Overcommitment: Addiction with a Mustache

I recently had a chance to tell none other than Bill Gates, who went to my high school and was at my 40th reunion, that I had 23 years sober. “Impressive!” he remarked.  He’d just told me that a mutual friend of ours, a venture capitalist and hilarious jokester on the school bus back in the day, had died — overdosed on fentanyl-laced heroin after many years clean.

Yet when I told him I still go to weekly AA meetings, Gates looked baffled: “Really?!” he said, drawing back sharply.  Even as I explained that exactly what had happened to our friend Keith could happen to me at any time with booze, he still looked incredulous.

Here’s one of the deadliest afflictions known to humans, killing 6% of the global population every year (WHO), and this man, who, through the Gates Foundation, has done more to battle diseases worldwide than anyone else on the planet, had no inkling of alcoholism’s lifelong grip.

Sometimes I think ours is the most misunderstood illness in the world, and AA the most misunderstood cure.

Getting Too Well?
Of course, there’s a part of every sober alcoholic that agrees with Gates. A part of me agrees daily, claiming, “Louisa, clearly you’ve got this thing beat!  Look at how accomplished and sensible your life is now!  Waking up in somebody else’s bed with Cheetos orange around your mouth and a hangover from hell–? That is just sooo not gonna happen anymore!”

The result of this voice is that, as I type this, I’ve not been to an AA meeting for nigh on three weeks.  A week ago, I was supposed to chair one and forgot.  And I’ve not posted a new blog here for almost two months.

Why?  Partly for good reasons.  When I got sober in 1995, I couldn’t imagine what I was going to DO now that I couldn’t drink alone while scrawling boy-obsessive drivel in my journal or drink in bars while bending indifferent ears and playing darts, pool, or pinball.  Take all that away, and what else was there to life?

As sobriety gradually revealed, within me were talents and loves neglected like withered, leafless plants.  Before alcohol took over, I’d danced, hiked, and written.  AA reopened the flow of love my heart was dying for, slowly at first via people in meetings, and then, as I worked the steps, through my own dilating portal to god. The elixir of life — godlove — watered my spirit so those dried up, nearly dead talents sprouted fresh leaves and blossomed again.

Sobriety, as a result, has been anything but dull.  Today, these loves fill up much of my life.

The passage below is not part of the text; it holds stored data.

//! Two-horizon (fresh/stale) TTL cache with oldest-first eviction.
//!
//! Callers see three windows of a cache entry's life:
//! - **fresh** (`age <= ttl`): returned by [`Cache::get_fresh`].
//! - **stale** (`ttl < age <= stale_max_age`): returned only by
//!   [`Cache::get_any`], with `stale: true` metadata, for use as a
//!   fallback when upstream is unavailable.
//! - **expired** (`age > stale_max_age`): invisible to every accessor, as
//!   if the entry did not exist. Cleanup happens lazily on access, which
//!   satisfies the visibility contract without a background sweep thread.

mod key;
mod store;

pub use key::CacheKey;

use std::sync::{Arc, Mutex};
use std::time::Duration;

use serde::Serialize;
use serde_json::Value;
use weather_core::Clock;

use store::WriteOrderedStore;

/// Tunables for a [`Cache`] instance. Defaults match spec §4.6.
#[derive(Debug, Clone, Copy)]
pub struct CacheConfig {
    /// Window within which an entry is considered fresh.
    pub ttl: Duration,
    /// Window within which a stale entry may still be served as a fallback.
    pub stale_max_age: Duration,
    /// Maximum number of distinct keys retained at once.
    pub max_entries: usize,
}

impl Default for CacheConfig {
    fn default() -> Self {
        Self {
            ttl: Duration::from_secs(300),
            stale_max_age: Duration::from_secs(3600),
            max_entries: 1000,
        }
    }
}

struct Entry {
    payload: Value,
    created_at: f64,
}

/// Where a served payload came from, surfaced to clients in response
/// metadata.
#[derive(Debug, Clone, Copy, PartialEq, Eq, Serialize)]
#[serde(rename_all = "snake_case")]
pub enum CacheSource {
    /// Served within the fresh (`ttl`) window.
    Cache,
    /// Served within the stale window, as a fallback.
    CacheFallback,
}

/// Freshness metadata accompanying a cache hit.
#[derive(Debug, Clone, Serialize)]
pub struct CacheMetadata {
    pub cached: bool,
    pub stale: bool,
    pub age_seconds: f64,
    pub source: CacheSource,
}

/// A key→entry store with dual fresh/stale horizons, bounded size, and
/// oldest-first eviction.
///
/// All operations take `&self` (interior mutability via a single mutex) so
/// the cache can be shared across request handlers behind an `Arc` without
/// an async lock — critical sections are short enough that blocking a
/// worker thread briefly is the pragmatic choice, matching spec §5's
/// "short critical sections" guarantee.
pub struct Cache<C: Clock> {
    clock: Arc<C>,
    config: CacheConfig,
    inner: Mutex<WriteOrderedStore<CacheKey, Entry>>,
}

impl<C: Clock> Cache<C> {
    /// Creates a cache with the given clock and configuration.
    pub fn new(clock: Arc<C>, config: CacheConfig) -> Self {
        Self {
            clock,
            inner: Mutex::new(WriteOrderedStore::new(config.max_entries)),
            config,
        }
    }

    /// Returns the payload for `key` if a fresh (`age <= ttl`) entry exists.
    pub fn get_fresh(&self, key: &CacheKey) -> Option<Value> {
        let now = self.clock.now();
        let mut inner = self.inner.lock().unwrap();

        let entry = inner.get(key)?;
        let age = now - entry.created_at;

        if age > self.config.stale_max_age.as_secs_f64() {
            inner.remove(key);
            return None;
        }
        if age > self.config.ttl.as_secs_f64() {
            return None;
        }
        Some(inner.get(key).unwrap().payload.clone())
    }

    /// Returns the payload and freshness metadata for `key` if an entry
    /// exists within the stale window (`age <= stale_max_age`), fresh or
    /// not.
    pub fn get_any(&self, key: &CacheKey) -> Option<(Value, CacheMetadata)> {
        let now = self.clock.now();
        let mut inner = self.inner.lock().unwrap();

        let entry = inner.get(key)?;
        let age = now - entry.created_at;

        if age > self.config.stale_max_age.as_secs_f64() {
            inner.remove(key);
            return None;
        }

        let stale = age > self.config.ttl.as_secs_f64();
        let entry = inner.get(key).unwrap();
        let metadata = CacheMetadata {
            cached: true,
            stale,
            age_seconds: age,
            source: if stale {
                CacheSource::CacheFallback
            } else {
                CacheSource::Cache
            },
        };
        Some((entry.payload.clone(), metadata))
    }

    /// Inserts `payload` under `key`, stamped with the current time.
    /// Replaces any prior entry for `key`. If the cache is at capacity and
    /// `key` is new, evicts the entry with the smallest `created_at`
    /// first.
    pub fn put(&self, key: CacheKey, payload: Value) {
        let created_at = self.clock.now();
        let mut inner = self.inner.lock().unwrap();
        let evicted = inner.insert(key, Entry { payload, created_at });
        if let Some((evicted_key, _)) = evicted {
            tracing::debug!(key = %evicted_key, "cache: evicted oldest entry");
        }
    }

    /// The current number of entries (including any not yet lazily
    /// cleaned up, though such entries are never observable via
    /// `get_fresh`/`get_any`).
    pub fn size(&self) -> usize {
        self.inner.lock().unwrap().len()
    }
}

#[cfg(test)]
mod tests {
    use super::*;
    use weather_core::FakeClock;

    fn cache(config: CacheConfig) -> Cache<FakeClock> {
        Cache::new(Arc::new(FakeClock::new()), config)
    }

    #[test]
    fn fresh_hit_then_expiry_at_ttl_boundary() {
        let clock = Arc::new(FakeClock::new());
        let cache = Cache::new(
            Arc::clone(&clock),
            CacheConfig {
                ttl: Duration::from_secs(300),
                stale_max_age: Duration::from_secs(3600),
                max_entries: 10,
            },
        );
        let key = CacheKey::new("paris");
        cache.put(key.clone(), serde_json::json!({"temp": 20}));

        clock.set(300.0);
        assert!(cache.get_fresh(&key).is_some(), "exactly at ttl is still fresh");

        clock.set(300.001);
        assert!(cache.get_fresh(&key).is_none(), "just past ttl is not fresh");

        let (_, meta) = cache.get_any(&key).expect("still within stale window");
        assert!(meta.stale);
        assert_eq!(meta.source, CacheSource::CacheFallback);

        clock.set(3600.001);
        assert!(cache.get_any(&key).is_none(), "past stale_max_age is absent");
    }

    #[test]
    fn eviction_removes_exactly_the_oldest_entry() {
        let clock = Arc::new(FakeClock::new());
        let cache = Cache::new(
            Arc::clone(&clock),
            CacheConfig {
                ttl: Duration::from_secs(300),
                stale_max_age: Duration::from_secs(3600),
                max_entries: 3,
            },
        );

        for (i, city) in ["a", "b", "c"].iter().enumerate() {
            clock.set(i as f64);
            cache.put(CacheKey::new(city), serde_json::json!(i));
        }
        clock.set(10.0);
        cache.put(CacheKey::new("d"), serde_json::json!(3));

        assert_eq!(cache.size(), 3);
        assert!(cache.get_any(&CacheKey::new("a")).is_none());
        assert!(cache.get_any(&CacheKey::new("b")).is_some());
        assert!(cache.get_any(&CacheKey::new("c")).is_some());
        assert!(cache.get_any(&CacheKey::new("d")).is_some());
    }

    #[test]
    fn put_replaces_prior_entry_and_resets_age() {
        let clock = Arc::new(FakeClock::new());
        let cache = Cache::new(
            Arc::clone(&clock),
            CacheConfig {
                ttl: Duration::from_secs(10),
                stale_max_age: Duration::from_secs(100),
                max_entries: 10,
            },
        );
        let key = CacheKey::new("paris");
        cache.put(key.clone(), serde_json::json!({"temp": 10}));
        clock.set(20.0);
        assert!(cache.get_fresh(&key).is_none());

        cache.put(key.clone(), serde_json::json!({"temp": 30}));
        let fresh = cache.get_fresh(&key).unwrap();
        assert_eq!(fresh["temp"], 30);
        assert_eq!(cache.size(), 1);
    }

    #[test]
    fn idempotent_reads_do_not_mutate_state() {
        let cache = cache(CacheConfig::default());
        let key = CacheKey::new("paris");
        cache.put(key.clone(), serde_json::json!({"temp": 1}));
        let first = cache.get_fresh(&key);
        let second = cache.get_fresh(&key);
        assert_eq!(first, second);
    }
}
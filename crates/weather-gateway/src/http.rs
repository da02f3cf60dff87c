//! Axum routes and handlers.

use std::net::SocketAddr;
use std::sync::Arc;

use axum::extract::{ConnectInfo, Query, State};
use axum::http::StatusCode;
use axum::middleware::{self, Next};
use axum::response::{IntoResponse, Response};
use axum::routing::get;
use axum::{Json, Router};
use serde::{Deserialize, Serialize};

use weather_core::SystemClock;
use weather_upstream::UpstreamClient;

use crate::error::HttpError;
use crate::orchestrator::Orchestrator;
use crate::rate_limit::RateLimiter;

pub struct AppState {
    pub orchestrator: Arc<Orchestrator<SystemClock, UpstreamClient>>,
    pub metrics: Arc<weather_metrics::MetricsRegistry>,
    pub rate_limiter: Arc<RateLimiter>,
}

pub fn router(state: Arc<AppState>) -> Router {
    Router::new()
        .route("/weather", get(get_weather))
        .route("/health", get(health))
        .route("/metrics", get(metrics))
        .route("/", get(root))
        .layer(middleware::from_fn_with_state(
            Arc::clone(&state),
            rate_limit_middleware,
        ))
        .with_state(state)
}

async fn rate_limit_middleware(
    State(state): State<Arc<AppState>>,
    ConnectInfo(addr): ConnectInfo<SocketAddr>,
    request: axum::extract::Request,
    next: Next,
) -> Response {
    if state.rate_limiter.check(addr.ip()) {
        next.run(request).await
    } else {
        StatusCode::TOO_MANY_REQUESTS.into_response()
    }
}

#[derive(Deserialize)]
struct WeatherQuery {
    city: String,
}

async fn get_weather(
    State(state): State<Arc<AppState>>,
    Query(query): Query<WeatherQuery>,
) -> Result<impl IntoResponse, HttpError> {
    let response = state.orchestrator.handle(&query.city).await?;
    Ok(Json(response))
}

#[derive(Serialize)]
struct HealthBody {
    status: &'static str,
    timestamp: String,
    service: &'static str,
}

async fn health() -> impl IntoResponse {
    Json(HealthBody {
        status: "healthy",
        timestamp: chrono::Utc::now().to_rfc3339(),
        service: "weather-gateway",
    })
}

async fn metrics(State(state): State<Arc<AppState>>) -> impl IntoResponse {
    Json(state.metrics.snapshot())
}

#[derive(Serialize)]
struct RootBody {
    message: &'static str,
    version: &'static str,
    health: &'static str,
}

async fn root() -> impl IntoResponse {
    Json(RootBody {
        message: "Weather Gateway",
        version: env!("CARGO_PKG_VERSION"),
        health: "/health",
    })
}
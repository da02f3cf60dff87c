//! Weatherstack HTTP client.
//!
//! A single attempt issues one request and never retries internally —
//! retrying is the retry executor's job, one layer up. Wire format:
//! `GET {base}/current?access_key={key}&query={city}`.

use std::time::Duration;

use serde_json::Value;
use weather_core::GatewayError;

/// Timeouts and connection details for the upstream client. Defaults:
/// connect=3s, read=5s, total=8s.
#[derive(Debug, Clone)]
pub struct UpstreamConfig {
    pub base_url: String,
    pub api_key: String,
    pub connect_timeout: Duration,
    pub read_timeout: Duration,
    pub total_timeout: Duration,
}

impl UpstreamConfig {
    pub fn new(base_url: impl Into<String>, api_key: impl Into<String>) -> Self {
        Self {
            base_url: base_url.into(),
            api_key: api_key.into(),
            connect_timeout: Duration::from_secs(3),
            read_timeout: Duration::from_secs(5),
            total_timeout: Duration::from_secs(8),
        }
    }
}

/// A client for the upstream weather provider.
pub struct UpstreamClient {
    http: reqwest::Client,
    config: UpstreamConfig,
}

impl UpstreamClient {
    pub fn new(config: UpstreamConfig) -> Result<Self, GatewayError> {
        let http = reqwest::Client::builder()
            .connect_timeout(config.connect_timeout)
            .build()
            .map_err(|e| GatewayError::Transport(e.to_string()))?;
        Ok(Self { http, config })
    }

    /// Fetches current weather for `city`. A single attempt; never
    /// retries internally.
    pub async fn fetch(&self, city: &str) -> Result<Value, GatewayError> {
        let fut = self.fetch_inner(city);
        match tokio::time::timeout(self.config.total_timeout, fut).await {
            Ok(result) => result,
            Err(_) => {
                tracing::warn!(city, "upstream: total deadline exceeded");
                Err(GatewayError::Timeout)
            }
        }
    }

    async fn fetch_inner(&self, city: &str) -> Result<Value, GatewayError> {
        let url = format!("{}/current", self.config.base_url.trim_end_matches('/'));

        let response = tokio::time::timeout(
            self.config.read_timeout,
            self.http
                .get(&url)
                .query(&[("access_key", self.config.api_key.as_str()), ("query", city)])
                .send(),
        )
        .await
        .map_err(|_| {
            tracing::warn!(city, "upstream: read deadline exceeded");
            GatewayError::Timeout
        })?
        .map_err(map_transport_error)?;

        let status = response.status();

        let text = tokio::time::timeout(self.config.read_timeout, response.text())
            .await
            .map_err(|_| GatewayError::Timeout)?
            .map_err(map_transport_error)?;

        let body: Option<Value> = serde_json::from_str(&text).ok();

        if let Some(code) = body.as_ref().and_then(in_body_error_code) {
            return Err(error_for_code(code, body.as_ref().unwrap()));
        }

        if !status.is_success() {
            return Err(error_for_http_status(status));
        }

        body.ok_or_else(|| GatewayError::Malformed(format!("non-JSON response body: {text}")))
    }
}

fn in_body_error_code(body: &Value) -> Option<u64> {
    body.get("error")?.get("code")?.as_u64()
}

fn error_for_code(code: u64, body: &Value) -> GatewayError {
    let message = body
        .get("error")
        .and_then(|e| e.get("info"))
        .and_then(|v| v.as_str())
        .unwrap_or("unknown error")
        .to_string();
    match code {
        401 => GatewayError::Auth,
        404 => GatewayError::NotFound,
        429 => GatewayError::RateLimited,
        _ => GatewayError::ServerError(message),
    }
}

fn error_for_http_status(status: reqwest::StatusCode) -> GatewayError {
    match status.as_u16() {
        401 => GatewayError::Auth,
        404 => GatewayError::NotFound,
        429 => GatewayError::RateLimited,
        code if (500..600).contains(&code) => {
            GatewayError::ServerError(format!("upstream returned {code}"))
        }
        code => GatewayError::ServerError(format!("unexpected status {code}")),
    }
}

fn map_transport_error(err: reqwest::Error) -> GatewayError {
    if err.is_timeout() {
        GatewayError::Timeout
    } else {
        GatewayError::Transport(err.to_string())
    }
}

About two weeks ago, I was dancing onstage in a ballet recital — at a week shy of age 58.  Godlove let me bond with my troupe, mainly teenage girls and twenty-something women.  There was a moment in the dressing room when all nine of us gathered around my phone, which was playing the one disjointed moment of our dance.  “We lunge there,” I said, “on the low note.”  I’ll never forget the solemn way their eyes met mine, not because I’m old and bossy, but because we needed unity and they trusted my cue.

We aced it.

Performing (on right)

Warming up before dressed rehearsal (on right)

 

The weekend before, three sober women friends and had I attempted Mount Adams — a 12K’ volcano four hours’ drive from home.  Thunderstorms forced us to camp at the trailhead rather than base camp and shoot for the summit the next day, when high winds and whiteout above 9K’ turned us back.  Still, we had a blast getting rained on, climbing, and taking turns “losing enthusiasm” as we tried to find shelter from the icy winds.  Here are three of us at 9K’ pulling our “bikini bitches” stunt of pretending it’s not frickin’ FREEZING just long enough for photos.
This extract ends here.